Police were called to the scene and remained for five and half hours. No arrests were made.
A spokesperson for the Metropolitan police confirmed: “There were a small number of demonstrators in attendance at the immigration center who had been there since 5.30pm.
“We were on the scene with the fire brigade in a monitoring role and there have been no arrests.”
Unity Centre issued a call to action on Tuesday, writing in a post on its website: “We call on everyone to make urgent contact with the airport and the presumes [sic] airline throughout the afternoon, evening and night to show opposition to this practice.”
The notice explained: “Many individuals have ongoing immigration cases, many cannot afford to pay the huge legal fees to regularize their stay and most have families, children, partners and strong ties to the UK. For this current flight there have been reports of individuals who were born in the UK being given this removal, individuals with disputed nationalities and severe health conditions.

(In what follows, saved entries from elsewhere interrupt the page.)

use quick_xml::Reader;
use quick_xml::events::Event;

use crate::elementor::Element;
use crate::error::{Chainable, Result};
use crate::wxr::unslash;

/// The parts of a WXR `<item>` needed to inspect generated output.
#[derive(Debug, Clone, Default, PartialEq)]
pub struct ParsedItem {
    pub title: String,
    pub post_type: String,
    pub post_name: String,
    pub post_id: Option<u32>,
    pub parent: Option<u32>,
    pub status: String,
    pub attachment_url: Option<String>,
    /// `(domain, nicename, name)` per `<category>`.
    pub categories: Vec<(String, String, String)>,
    pub meta: Vec<(String, String)>,
}

impl ParsedItem {
    pub fn meta(&self, key: &str) -> Option<&str> {
        self.meta.iter().find(|(k, _)| k == key).map(|(_, v)| v.as_str())
    }

    /// The item's `_elementor_data`, parsed. `slashed` undoes the
    /// `addslashes` applied for the WordPress importer.
    pub fn elementor_data(&self, slashed: bool) -> Option<Result<Vec<Element>>> {
        let raw = self.meta("_elementor_data")?;
        let json = match slashed {
            true => unslash(raw),
            false => raw.to_string(),
        };

        Some(serde_json::from_str(&json).chain_with(|| error! {
            "invalid `_elementor_data` JSON",
            "item" => &self.title,
        }))
    }
}

/// Parses a WXR document into its items. Fails on malformed XML or a
/// document whose root isn't `<rss>`.
pub fn read(xml: &str) -> Result<Vec<ParsedItem>> {
    let mut reader = Reader::from_str(xml);
    reader.trim_text(false);

    let mut stack: Vec<String> = vec![];
    let mut text = String::new();
    let mut items = vec![];
    let mut item: Option<ParsedItem> = None;
    let mut meta = (String::new(), String::new());
    let mut category = (String::new(), String::new());

    loop {
        let position = reader.buffer_position();
        let event = reader.read_event().chain_with(|| error! {
            "malformed WXR document",
            "byte offset" => position,
        })?;

        match event {
            Event::Start(start) => {
                let name = String::from_utf8_lossy(start.name().as_ref()).into_owned();
                if stack.is_empty() && name != "rss" {
                    return err!("not a WXR document", "root element" => name);
                }

                match name.as_str() {
                    "item" => item = Some(ParsedItem::default()),
                    "category" if item.is_some() => {
                        category = (String::new(), String::new());
                        for attr in start.attributes().flatten() {
                            let value = attr.unescape_value()?.into_owned();
                            match attr.key.as_ref() {
                                b"domain" => category.0 = value,
                                b"nicename" => category.1 = value,
                                _ => {}
                            }
                        }
                    }
                    _ => {}
                }

                stack.push(name);
                text.clear();
            }
            Event::End(end) => {
                let name = String::from_utf8_lossy(end.name().as_ref()).into_owned();
                stack.pop();
                let value = std::mem::take(&mut text);
                let Some(current) = item.as_mut() else { continue };
                match name.as_str() {
                    "item" => items.extend(item.take()),
                    "title" => current.title = value,
                    "wp:post_type" => current.post_type = value,
                    "wp:post_name" => current.post_name = value,
                    "wp:status" => current.status = value,
                    "wp:post_id" => current.post_id = value.trim().parse().ok(),
                    "wp:post_parent" => current.parent = value.trim().parse().ok(),
                    "wp:attachment_url" => current.attachment_url = Some(value),
                    "wp:meta_key" => meta.0 = value,
                    "wp:meta_value" => meta.1 = value,
                    "wp:postmeta" => current.meta.push(std::mem::take(&mut meta)),
                    "category" => {
                        let (domain, nicename) = std::mem::take(&mut category);
                        current.categories.push((domain, nicename, value));
                    }
                    _ => {}
                }
            }
            Event::Empty(empty) => {
                if stack.is_empty() {
                    let name = String::from_utf8_lossy(empty.name().as_ref()).into_owned();
                    return err!("not a WXR document", "root element" => name);
                }
            }
            Event::Text(t) => text.push_str(&t.unescape()?),
            Event::CData(c) => text.push_str(std::str::from_utf8(&c.into_inner())?),
            Event::Eof => break,
            _ => {}
        }
    }

    if !stack.is_empty() {
        return err!("truncated WXR document", "unclosed element" => stack.join(" > "));
    }

    Ok(items)
}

“This has been enabled by a very suspect agreement between the Nigerian High Commission and the UK Home Office regarding issuing travel documents without following the procedures they themselves outline.”
A recent tightening of deportation rules allows the Home Office to send individuals back to their home countries even while their immigration appeals are pending. They are then allowed to continue their application from their country of origin.
In September, dozens of Nigerian care works, some of whom had been working in the UK for years, were arrested in raids throughout London and taken to immigration detention centers.
The chartered flight set to depart on Tuesday night was expected to carry more than 500 Nigerians, including many of the care workers arrested in September.